Crops Analysis (VIP) -- March 20, 2014

March 20, 2014 10:11 AM


Price action:
Corn futures ended low-range with losses of 7 3/4 to 9 1/4 cents.

Fundamental outlook: Profit-taking pressure dominated the corn market today, but losses were not enough for futures to break out of their consolidated trading range. Strength in the U.S. dollar index along with spillover pressure from soybeans and especially wheat added pressure. Traders were also discouraged by a combined 10-cent slide in Gulf basis for immediate delivery this morning.

On the other hand, futures' downside remains limited by ongoing unrest in Ukraine as well as increasing talk that a slow thaw could lead to planting delays in the northern U.S. this spring. Today, NOAA noted "incredibly deep frost depth" and remaining snow pack as likely delays to spring planting.

Technical outlook: May corn futures closed at session lows and near the lower half of the market's recent consolidated trading range that stretches from $4.73 1/4 to $5.02 1/2. These prices mark tough support and resistance, respectively.

Hedgers: 70% sold on old-crop. 30% of expected 2014-crop is sold via forward contract for harvest delivery.

Cash-only marketers: 60% sold on old-crop. 30% of expected 2014-crop is sold via forward contract for harvest delivery.



Price action: May soybean futures ended 2 1/2 cents higher, with the rest of the market ending 3/4 to 5 1/4 cents lower. Meal ended stronger, with soyoil lower amid spreading.

Fundamental outlook: Early gains gave way to profit-taking, with sharp weakness in the wheat market and strength in the dollar adding to the negative tone. Early support came from this morning's weekly export sales data, which showed sales topping expectations and no major old-crop cancellations. Furthermore, exports topped 1.119 MMT, with China as the lead destination. USDA also announced an 120,000-MT new-crop soybean sale to China, taking the country's booking pace above 4.2 MMT to represent a very strong start.

Technical outlook: May beans saw trade above $14.50, but were unable to sustain trade above that level. The contract posted a daily low of $14.22 1/4 and ended in the lower third of the day's range. November soybeans saw an outside day of trade by posting a new-for-the-move high of $11.98 and then falling to $11.80 1/4 before ending mid-range.

Hedgers: 25% of expected 2014-crop is sold via forward contract for harvest delivery. 100% sold in the cash market on 2013-crop production.

Cash-only marketers: 25% of expected 2014-crop is sold via forward contract for harvest delivery. 90% priced on old-crop.

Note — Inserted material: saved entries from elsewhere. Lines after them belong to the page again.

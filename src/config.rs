// config.rs

use crc::{Crc, CRC_32_ISCSI};

use crate::*;

pub const NVS_BUF_SIZE: usize = 256;
pub const CONFIG_NAME: &str = "cfg";

pub const DEFAULT_GDO0_PIN: u8 = 10;

static CONFIG_CRC: Crc<u32> = Crc::<u32>::new(&CRC_32_ISCSI);

#[derive(Clone, Debug, PartialEq, Eq, Serialize, Deserialize)]
pub struct MyConfig {
    /// 8 hex digits, as printed on the meter.
    pub meter_id: String,
    /// 32 hex digits, AES-128 key from the utility.
    pub meter_key: String,
    pub gdo0_pin: u8,
}

impl Default for MyConfig {
    fn default() -> Self {
        Self {
            meter_id: option_env!("METER_ID").unwrap_or("").into(),
            meter_key: option_env!("METER_KEY").unwrap_or("").into(),
            gdo0_pin: DEFAULT_GDO0_PIN,
        }
    }
}

/// Hex string to bytes; `None` on odd length or a non-hex digit.
pub fn parse_hex(hex: &str) -> Option<Vec<u8>> {
    if !hex.is_ascii() || hex.len() % 2 != 0 {
        return None;
    }
    (0..hex.len())
        .step_by(2)
        .map(|i| u8::from_str_radix(&hex[i..i + 2], 16).ok())
        .collect()
}

impl MyConfig {
    /// Runtime override of the compiled-in defaults.
    pub fn from_env() -> Self {
        let mut config = Self::default();
        if let Ok(id) = std::env::var("METER_ID") {
            config.meter_id = id.trim().to_string();
        }
        if let Ok(key) = std::env::var("METER_KEY") {
            config.meter_key = key.trim().to_string();
        }
        if let Ok(pin) = std::env::var("GDO0_PIN") {
            match pin.trim().parse() {
                Ok(p) => config.gdo0_pin = p,
                Err(e) => warn!("Ignoring GDO0_PIN={pin:?}: {e}"),
            }
        }
        config
    }

    pub fn meter_identity(&self) -> Option<MeterIdentity> {
        self.meter_id.parse().ok()
    }

    /// Parse meter_key hex string (32 hex chars) to 16 bytes.
    pub fn meter_key_bytes(&self) -> Option<[u8; AES_KEY_SIZE]> {
        if self.meter_key.len() != 2 * AES_KEY_SIZE {
            return None;
        }
        parse_hex(&self.meter_key)?.try_into().ok()
    }

    /// Identity and key together, or the reason we cannot listen.
    pub fn credentials(&self) -> AppResult<(MeterIdentity, [u8; AES_KEY_SIZE])> {
        let id = self.meter_identity().ok_or_else(|| {
            AppError::Config(format!(
                "No valid meter_id configured (need 8 hex chars), got {:?}",
                self.meter_id
            ))
        })?;
        let key = self.meter_key_bytes().ok_or_else(|| {
            AppError::Config("No valid meter_key configured (need 32 hex chars)".into())
        })?;
        Ok((id, key))
    }

    /// Postcard with a CRC-32 trailer, the NVS blob format.
    pub fn encode<'a>(&self, buf: &'a mut [u8]) -> AppResult<&'a mut [u8]> {
        let data = postcard::to_slice_crc32(self, buf, CONFIG_CRC.digest())?;
        debug!("Encoded config to {sz} bytes", sz = data.len());
        Ok(data)
    }

    pub fn decode(bytes: &[u8]) -> AppResult<Self> {
        Ok(postcard::from_bytes_crc32(bytes, CONFIG_CRC.digest())?)
    }
}


// EOF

Price action: Traders took advantage of yesterday's sharp gains by booking profits in the wheat market today. SRW wheat ended mostly around 11 cents lower, with HRW down 6 1/4 to 9 cents and HRS closing with 4- to 8 3/4-cent losses.

Fundamental outlook: While traders remain on alert regarding political tensions in the Black Sea region, traders signaled they believe enough premium has been built into the market for the time being; they will await more signs as to what impact the situation will have on grain trade before pushing prices higher. That triggered a round of profit-taking, causing traders to ignore a dry near-term forecast for the U.S. Southern Plains and a solid showing from the weekly export sales report.

Given the bullish technical posture, key tomorrow will be if traders continue to take some profits out of the market or return the premium built in recently as a result of unrest in Ukraine and weather concerns in the Southern Plains.

Technical outlook: May SRW wheat futures posted a new-for-the-move high of $7.23 1/2, which also eclipsed the October high, before profit-taking set in. The contract saw trade below the $7.00 level, but ended up closing back above that important psychological mark. The steep uptrend from the January lows remains intact.

Hedgers: 50% of expected 2014-crop is sold via forward contract for harvest delivery. 100% sold on 2013-crop.

Cash-only marketers: 90% sold on old-crop. 50% of expected 2014-crop is sold via forward contract for harvest delivery.



Price action:
Cotton futures settled 44 to 1 point lower through the March contract, with most months posting single digit losses. Far deferred contracts posted slight gains.

Fundamental outlook: Cotton traders were generally unimpressed by this morning's weekly cotton export sales data. Sales of 50,800 RB for 2013-14 and 135,900 RB for 2014-15 were decent, but not impressive. Exports of 329,000 RB were up 25% from the week prior and 7% above the four-week average, however.

A general move to book profits across the commodity sector helped give bears an edge, as did strength in the U.S. dollar index.

Technical outlook: May cotton futures posted a downside day of trade, but the market remains well within its uptrending channel. Futures must drop all the way down to the 90.66-cent area to test steep uptrending support tomorrow. Tough resistance is at last week's high of 93.75 cents.

Hedgers: 75% of 2013-crop is sold in the cash market. 25% of expected 2014-crop production is sold via cash forward contract for harvest delivery.

Cash-only marketers: 75% of 2013-crop is sold. 25% of expected 2014-crop production is forward sold for harvest delivery.